Your failure to file a timely written notice of appearance and request for hearing constitutes an election by you not to use the opportunity for a hearing concerning your debarment and a waiver of any contentions concerning this action. If you do not request a hearing in the manner prescribed by the regulations, FDA will not hold a hearing and will issue a final debarment order as proposed in this letter.
A request for a hearing may not rest upon mere allegations or denials but must present specific facts showing that there is a genuine and substantial issue of fact that requires a hearing. You should understand that the facts underlying your conviction are not at issue in this proceeding. A hearing will be denied if the data and information you submit, even if accurate, are insufficient to justify the factual determination urged. If it conclusively appears from the face of the information and factual analyses in your request for a hearing that there is no genuine and substantial issue of fact that precludes the order of debarment, the Commissioner of Food and Drugs will deny your request for a hearing and enter a final order of debarment.

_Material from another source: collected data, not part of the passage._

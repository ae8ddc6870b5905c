//! Core sequence type
//!
//! A [`Sequence`] is an identifier, an alphabet, residue storage and a map
//! of format-specific metadata.

use std::borrow::Cow;
use std::collections::BTreeMap;
use std::fmt;
use std::sync::Arc;

use serde::{Deserialize, Serialize};
use thiserror::Error;

use super::alphabet::{self, Alphabet, MoleculeType, DNA, PROTEIN, RNA};
use crate::engines::compute::string_ops;
use crate::engines::storage::{InMemoryStorage, StorableSequence, StorageMode};
use crate::modules::io::genbank::GenBankMetadata;

/// Metadata key under which GenBank annotations are stored
pub const GENBANK_METADATA_KEY: &str = "GenBank";

/// Error type for sequence operations
#[derive(Error, Debug)]
pub enum SequenceError {
    #[error("Invalid sequence: {0}")]
    InvalidSequence(String),

    #[error("Invalid symbol '{symbol}' for {alphabet} alphabet")]
    InvalidSymbol { symbol: char, alphabet: &'static str },

    #[error("Unknown alphabet: {0}")]
    InvalidAlphabet(String),

    #[error("Index out of bounds: {0}")]
    IndexOutOfBounds(String),

    #[error("Operation not supported: {0}")]
    UnsupportedOperation(String),

    #[error("Invalid quality scores: {0}")]
    InvalidQuality(String),

    #[error("Engine error: {0}")]
    EngineError(#[from] crate::engines::EngineError),
}

/// Result type for sequence operations
pub type SequenceResult<T> = Result<T, SequenceError>;

/// Format-specific metadata attached to a sequence
#[derive(Debug, Clone, PartialEq, Serialize, Deserialize)]
pub enum Metadata {
    GenBank(Box<GenBankMetadata>),
    Text(String),
}

/// Common sequence type for all biological sequences
#[derive(Clone)]
pub struct Sequence {
    data: Arc<dyn StorableSequence>,
    alphabet: &'static Alphabet,
    id: String,
    read_only: bool,
    metadata: BTreeMap<String, Metadata>,
}

impl Sequence {
    /// Create a new sequence, detecting the alphabet
    pub fn new(data: &[u8]) -> SequenceResult<Self> {
        let alphabet = alphabet::detect_alphabet(data).ok_or_else(|| {
            SequenceError::InvalidSequence("Could not detect alphabet for sequence".to_string())
        })?;

        Ok(Self::from_validated(
            Arc::new(InMemoryStorage::new(data.to_vec())),
            alphabet,
        ))
    }

    /// Create a new sequence with a specific alphabet
    pub fn with_alphabet(alphabet: &'static Alphabet, data: &[u8]) -> SequenceResult<Self> {
        Self::from_storage(alphabet, Arc::new(InMemoryStorage::new(data.to_vec())))
    }

    /// Create a sequence over existing storage, validating every residue
    pub fn from_storage(
        alphabet: &'static Alphabet,
        storage: Arc<dyn StorableSequence>,
    ) -> SequenceResult<Self> {
        let invalid = match storage.as_slice() {
            Some(slice) => alphabet.first_invalid(slice),
            None => alphabet.first_invalid(&storage.subsequence(0, storage.len())?),
        };

        if let Some((_, symbol)) = invalid {
            return Err(SequenceError::InvalidSymbol {
                symbol: symbol as char,
                alphabet: alphabet.name(),
            });
        }

        Ok(Self::from_validated(storage, alphabet))
    }

    fn from_validated(data: Arc<dyn StorableSequence>, alphabet: &'static Alphabet) -> Self {
        Self {
            data,
            alphabet,
            id: String::new(),
            read_only: false,
            metadata: BTreeMap::new(),
        }
    }

    /// Create a new DNA sequence
    pub fn new_dna(data: &[u8]) -> SequenceResult<Self> {
        Self::with_alphabet(&DNA, data)
    }

    /// Create a new RNA sequence
    pub fn new_rna(data: &[u8]) -> SequenceResult<Self> {
        Self::with_alphabet(&RNA, data)
    }

    /// Create a new protein sequence
    pub fn new_protein(data: &[u8]) -> SequenceResult<Self> {
        Self::with_alphabet(&PROTEIN, data)
    }

    /// Set the sequence identifier
    pub fn with_id(mut self, id: impl Into<String>) -> Self {
        self.id = id.into();
        self
    }

    /// Flag the sequence as read-only
    pub fn into_read_only(mut self) -> Self {
        self.read_only = true;
        self
    }

    /// Get the sequence length
    pub fn len(&self) -> usize {
        self.data.len()
    }

    /// Check if the sequence is empty
    pub fn is_empty(&self) -> bool {
        self.data.is_empty()
    }

    /// Get the sequence as bytes
    pub fn as_bytes(&self) -> Cow<'_, [u8]> {
        match self.data.as_slice() {
            Some(slice) => Cow::Borrowed(slice),
            None => Cow::Owned(self.data.subsequence(0, self.len()).unwrap_or_default()),
        }
    }

    /// Get the sequence as a string
    pub fn as_string(&self) -> String {
        String::from_utf8_lossy(&self.as_bytes()).into_owned()
    }

    pub fn id(&self) -> &str {
        &self.id
    }

    pub fn alphabet(&self) -> &'static Alphabet {
        self.alphabet
    }

    pub fn molecule_type(&self) -> MoleculeType {
        self.alphabet.molecule_type()
    }

    pub fn is_read_only(&self) -> bool {
        self.read_only
    }

    /// Storage backend holding the residues
    pub fn storage_mode(&self) -> StorageMode {
        self.data.storage_mode()
    }

    /// Get a subsequence (0-based, half-open); metadata is not carried over
    pub fn subsequence(&self, start: usize, end: usize) -> SequenceResult<Self> {
        if start > end || end > self.len() {
            return Err(SequenceError::IndexOutOfBounds(format!(
                "Invalid range {}..{} for sequence of length {}",
                start,
                end,
                self.len()
            )));
        }

        let subseq = self.data.subsequence(start, end)?;
        Ok(Self::from_validated(Arc::new(InMemoryStorage::new(subseq)), self.alphabet)
            .with_id(self.id.clone()))
    }

    /// Get the reverse complement of the sequence (for DNA/RNA)
    pub fn reverse_complement(&self) -> SequenceResult<Self> {
        if !self.molecule_type().is_nucleotide() {
            return Err(SequenceError::UnsupportedOperation(format!(
                "Complement operation not supported for {} alphabet",
                self.alphabet.name()
            )));
        }

        let alphabet = self.alphabet;
        let reversed =
            string_ops::reverse_complement_with(&self.as_bytes(), |b| alphabet.complement(b))
                .map_err(|e| SequenceError::UnsupportedOperation(e.to_string()))?;

        Ok(Self::from_validated(Arc::new(InMemoryStorage::new(reversed)), alphabet)
            .with_id(self.id.clone()))
    }

    /// Concatenate with another sequence of the same alphabet
    pub fn concatenate(&self, other: &Self) -> SequenceResult<Self> {
        if self.alphabet != other.alphabet {
            return Err(SequenceError::InvalidAlphabet(format!(
                "Cannot concatenate sequences with different alphabets: {} and {}",
                self.alphabet.name(),
                other.alphabet.name()
            )));
        }

        let mut combined = self.as_bytes().into_owned();
        combined.extend_from_slice(&other.as_bytes());

        let id = if self.id.is_empty() { other.id.clone() } else { self.id.clone() };
        Ok(Self::from_validated(Arc::new(InMemoryStorage::new(combined)), self.alphabet).with_id(id))
    }

    /// All attached metadata, keyed by format name
    pub fn metadata(&self) -> &BTreeMap<String, Metadata> {
        &self.metadata
    }

    pub fn set_metadata(&mut self, key: impl Into<String>, value: Metadata) {
        self.metadata.insert(key.into(), value);
    }

    pub fn remove_metadata(&mut self, key: &str) -> Option<Metadata> {
        self.metadata.remove(key)
    }

    /// GenBank annotations, if any
    pub fn genbank_metadata(&self) -> Option<&GenBankMetadata> {
        match self.metadata.get(GENBANK_METADATA_KEY) {
            Some(Metadata::GenBank(metadata)) => Some(metadata),
            _ => None,
        }
    }

    pub fn genbank_metadata_mut(&mut self) -> Option<&mut GenBankMetadata> {
        match self.metadata.get_mut(GENBANK_METADATA_KEY) {
            Some(Metadata::GenBank(metadata)) => Some(metadata),
            _ => None,
        }
    }

    pub fn set_genbank_metadata(&mut self, metadata: GenBankMetadata) {
        self.set_metadata(GENBANK_METADATA_KEY, Metadata::GenBank(Box::new(metadata)));
    }
}

impl PartialEq for Sequence {
    fn eq(&self, other: &Self) -> bool {
        self.id == other.id
            && self.alphabet == other.alphabet
            && self.as_bytes() == other.as_bytes()
            && self.metadata == other.metadata
    }
}

impl fmt::Debug for Sequence {
    fn fmt(&self, f: &mut fmt::Formatter) -> fmt::Result {
        f.debug_struct("Sequence")
            .field("id", &self.id)
            .field("alphabet", &self.alphabet.name())
            .field("len", &self.len())
            .field("read_only", &self.read_only)
            .field("storage", &self.data.storage_mode())
            .field("metadata", &self.metadata.keys().collect::<Vec<_>>())
            .finish()
    }
}

impl fmt::Display for Sequence {
    fn fmt(&self, f: &mut fmt::Formatter) -> fmt::Result {
        f.write_str(&self.as_string())
    }
}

Your request for a hearing, including any information or factual analyses relied on to justify a hearing, must be identified with Docket No. FDA-2014-N-2102 and sent to the Division of Dockets Management, Food and Drug Administration, 5630 Fishers Lane, Room 1061, Rockville, MD 20852. You must file four copies of all submissions pursuant to this notice of opportunity for hearing. The public availability of information in these submissions is governed by 21 CFR 10.20(j). Publicly available submissions may be seen in the Division of Dockets Management between 9 a.m. and 4 p.m., Monday through Friday.
This notice is issued under section 306 of the Act (21 U.S.C. § 335a) and under authority delegated to the Director, Office of Enforcement & Import Operations within the Food and Drug Administration.